Now I realise that there is a groupby functionality. However, the dataframe is quite large and this is a simplified toy example. Since A has been sorted already, it would be faster if I can just find the 1st index of where df.A!='a'. Therefore it is important that whatever method that you use the scanning stops once the first element is found.
idxmax and argmax will return the position of the maximal value or the first position if the maximal value occurs more than once.
use idxmax on df.A.ne('a')
df.A.ne('a').idxmax()
3
or the numpy equivalent
(df.A.values != 'a').argmax()
3
However, if A has already been sorted, then we can use searchsorted
df.A.searchsorted('a', side='right')
array([3])
Or the numpy equivalent
df.A.values.searchsorted('a', side='right')
3
I found there is first_valid_index function for Pandas DataFrames that will do the job, one could use it as follows:
df[df.A!='a'].first_valid_index()
3
However, this function seems to be very slow. Even taking the first index of the filtered dataframe is faster:
df.loc[df.A!='a','A'].index[0]
Below I compare the total time(sec) of repeating calculations 100 times for these two options and all the codes above:
total_time_sec ratio wrt fastest algo
searchsorted numpy: 0.0007 1.00
argmax numpy: 0.0009 1.29
for loop: 0.0045 6.43
searchsorted pandas: 0.0075 10.71
idxmax pandas: 0.0267 38.14
index[0]: 0.0295 42.14
first_valid_index pandas: 0.1181 168.71
Notice numpy's searchsorted is the winner and first_valid_index shows worst performance. Generally, numpy algorithms are faster, and the for loop does not do so bad, but it's just because the dataframe has very few entries.

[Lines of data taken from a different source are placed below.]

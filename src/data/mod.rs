//! Data module - CSV loading, record types and the shared snapshot

mod loader;
mod model;
mod processor;
mod snapshot;

pub use loader::{
    numeric_columns, profiles_from_frame, read_csv, trades_from_frame, DataLoader, LoaderError,
    PROFILE_COLUMNS, TRADE_COLUMNS,
};
pub use model::{ClusterId, ProfileTable, TradeRecord, TradeTable, TraderProfile};
pub use processor::{DataProcessor, FilterSelection};
pub use snapshot::DataSnapshot;
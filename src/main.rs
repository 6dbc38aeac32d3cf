//! Trader Dashboard - terminal report, JSON export and PNG charts
//!
//! Loads both datasets once, applies the selected filters and renders every view.

use anyhow::{Context, Result};
use clap::Parser;
use std::fs::File;
use std::io::BufWriter;
use trader_dashboard::charts::StaticChartRenderer;
use trader_dashboard::report::render_report;
use trader_dashboard::{DashboardConfig, DashboardViews, DataLoader};
use tracing::info;

fn main() -> Result<()> {
    dotenvy::dotenv().ok();
    init_tracing();

    let config = DashboardConfig::parse();
    config.validate()?;

    let mut loader = DataLoader::new(&config.trades_path, &config.profiles_path);
    let snapshot = loader.load().context("failed to load dashboard data")?;

    if config.list_options {
        println!("Sentiments: {}", snapshot.sentiment_options().join(", "));
        let clusters: Vec<String> = snapshot
            .cluster_options()
            .iter()
            .map(ToString::to_string)
            .collect();
        println!("Clusters: {}", clusters.join(", "));
        return Ok(());
    }

    let selection = config.selection(&snapshot);
    let views = DashboardViews::compute(&snapshot, &selection, &config.view_options());
    info!(
        trades = views.kpis.total_trades,
        profiles = views.filtered_profiles.len(),
        "views computed"
    );

    println!("{}", render_report(&views));

    if let Some(path) = &config.json_out {
        let file = File::create(path)
            .with_context(|| format!("failed to create {}", path.display()))?;
        serde_json::to_writer_pretty(BufWriter::new(file), &views)
            .with_context(|| format!("failed to write {}", path.display()))?;
        info!(path = %path.display(), "views exported as JSON");
    }

    if let Some(dir) = &config.charts_dir {
        let written = StaticChartRenderer::render_all(&views, dir)
            .with_context(|| format!("failed to render charts into {}", dir.display()))?;
        info!(charts = written.len(), dir = %dir.display(), "charts rendered");
    }

    Ok(())
}

fn init_tracing() {
    use tracing_subscriber::{fmt, layer::SubscriberExt, util::SubscriberInitExt, EnvFilter};

    tracing_subscriber::registry()
        .with(EnvFilter::try_from_default_env().unwrap_or_else(|_| EnvFilter::new("info")))
        .with(fmt::layer().with_writer(std::io::stderr))
        .init();
}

For a dataframe with 10,000 entries where the desired entries are closer to the end the results are different, with searchsorted delivering the best performance:
total_time_sec ratio wrt fastest algo
searchsorted numpy: 0.0007 1.00
searchsorted pandas: 0.0076 10.86
argmax numpy: 0.0117 16.71
index[0]: 0.0815 116.43
idxmax pandas: 0.0904 129.14
first_valid_index pandas: 0.1691 241.57
for loop: 9.6504 13786.29
The code to produce these results is below:
import timeit
# code snippet to be executed only once
mysetup = '''import pandas as pd
import numpy as np
df = pd.DataFrame({"A":['a','a','a','b','b'],"B":[1]*5})
'''
# code snippets whose execution time is to be measured
mycode_set = ['''
df[df.A!='a'].first_valid_index()
''']
message = ["first_valid_index pandas:"]
mycode_set.append( '''df.loc[df.A!='a','A'].index[0]''')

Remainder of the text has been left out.